Supplied data START
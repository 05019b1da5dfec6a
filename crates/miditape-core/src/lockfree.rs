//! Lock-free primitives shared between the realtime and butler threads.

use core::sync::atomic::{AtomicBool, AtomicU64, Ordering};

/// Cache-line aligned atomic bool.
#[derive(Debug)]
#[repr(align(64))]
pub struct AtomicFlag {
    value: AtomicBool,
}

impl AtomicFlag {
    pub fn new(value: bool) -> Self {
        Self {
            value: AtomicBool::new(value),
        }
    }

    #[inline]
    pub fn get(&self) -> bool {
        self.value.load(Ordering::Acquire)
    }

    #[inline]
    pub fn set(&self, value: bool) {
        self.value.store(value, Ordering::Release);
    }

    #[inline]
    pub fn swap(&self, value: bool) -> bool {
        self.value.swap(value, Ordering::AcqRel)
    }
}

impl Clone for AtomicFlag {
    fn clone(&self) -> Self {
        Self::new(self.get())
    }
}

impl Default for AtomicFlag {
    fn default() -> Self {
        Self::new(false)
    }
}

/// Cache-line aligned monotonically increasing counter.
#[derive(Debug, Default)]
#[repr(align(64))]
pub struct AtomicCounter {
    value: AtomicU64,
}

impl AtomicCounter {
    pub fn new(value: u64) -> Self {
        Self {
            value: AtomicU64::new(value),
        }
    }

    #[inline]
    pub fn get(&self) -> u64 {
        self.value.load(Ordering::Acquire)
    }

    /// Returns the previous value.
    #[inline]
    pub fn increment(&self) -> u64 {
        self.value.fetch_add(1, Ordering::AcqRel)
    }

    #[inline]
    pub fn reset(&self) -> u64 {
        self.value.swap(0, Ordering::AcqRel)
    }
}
Supplied data END
> **What to do**:
One number is the expected answer: the count of lines above that hold the word "AtomicBool".

> **Answer box**:
3